**Activity:**
Count, in the data that follows, every line with the string "claims", and give that count as the whole reply.

**Records supplied:**
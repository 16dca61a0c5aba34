//! Bearer Middleware
//!
//! Guards routes that act on the authenticated user.

use axum::extract::{Request, State};
use axum::http::{HeaderMap, header};
use axum::middleware::Next;
use axum::response::Response;
use platform::mail::MailTransport;

use crate::application::jwt::TokenType;
use crate::domain::entity::user::User;
use crate::domain::repository::UserRepository;
use crate::error::{UsersError, UsersResult};
use crate::presentation::handlers::UsersAppState;

/// Authenticated user, stored in request extensions
#[derive(Debug, Clone)]
pub struct CurrentUser(pub User);

/// `Authorization: Bearer <token>`
fn bearer_token(headers: &HeaderMap) -> Option<&str> {
    let value = headers.get(header::AUTHORIZATION)?.to_str().ok()?;
    let (scheme, token) = value.split_once(' ')?;
    if !scheme.eq_ignore_ascii_case("bearer") {
        return None;
    }
    let token = token.trim();
    (!token.is_empty()).then_some(token)
}

/// Middleware that requires a valid, unexpired access token of an active user
pub async fn require_access_token<R, M>(
    State(state): State<UsersAppState<R, M>>,
    mut req: Request,
    next: Next,
) -> UsersResult<Response>
where
    R: UserRepository + Send + Sync + 'static,
    M: MailTransport + Send + Sync + 'static,
{
    let token = bearer_token(req.headers()).ok_or(UsersError::NotAuthenticated)?;
    let claims = state.tokens.decode(token, Some(TokenType::Access))?;

    let user = state
        .repo
        .find_by_id(&claims.user_id()?)
        .await?
        .filter(|u| u.is_active)
        .ok_or(UsersError::TokenUserInactive)?;

    req.extensions_mut().insert(CurrentUser(user));

    Ok(next.run(req).await)
}

#[cfg(test)]
mod tests {
    use super::*;
    use axum::http::HeaderValue;

    fn headers(value: &str) -> HeaderMap {
        let mut headers = HeaderMap::new();
        headers.insert(header::AUTHORIZATION, HeaderValue::from_str(value).unwrap());
        headers
    }

    #[test]
    fn test_bearer_token() {
        assert_eq!(bearer_token(&headers("Bearer abc.def")), Some("abc.def"));
        assert_eq!(bearer_token(&headers("bearer abc")), Some("abc"));
    }

    #[test]
    fn test_bearer_token_rejects_other_schemes() {
        assert_eq!(bearer_token(&headers("Basic dXNlcjpwdw==")), None);
        assert_eq!(bearer_token(&headers("Bearer ")), None);
        assert_eq!(bearer_token(&HeaderMap::new()), None);
    }
}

**Result below:**
2